Description of the task:
Exactly as written, reproduce all of the entries.

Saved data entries
***
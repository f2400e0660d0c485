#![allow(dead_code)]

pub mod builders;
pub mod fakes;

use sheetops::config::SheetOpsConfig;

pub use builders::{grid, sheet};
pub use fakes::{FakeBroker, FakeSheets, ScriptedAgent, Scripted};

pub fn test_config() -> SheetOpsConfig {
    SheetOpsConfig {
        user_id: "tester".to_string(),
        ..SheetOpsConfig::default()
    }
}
***
Expected output:
repository f2400e0660d0c485
#![allow(dead_code)]

pub mod builders;
pub mod fakes;

use sheetops::config::SheetOpsConfig;

pub use builders::{grid, sheet};
pub use fakes::{FakeBroker, FakeSheets, ScriptedAgent, Scripted};

pub fn test_config() -> SheetOpsConfig {
    SheetOpsConfig {
        user_id: "tester".to_string(),
        ..SheetOpsConfig::default()
    }
}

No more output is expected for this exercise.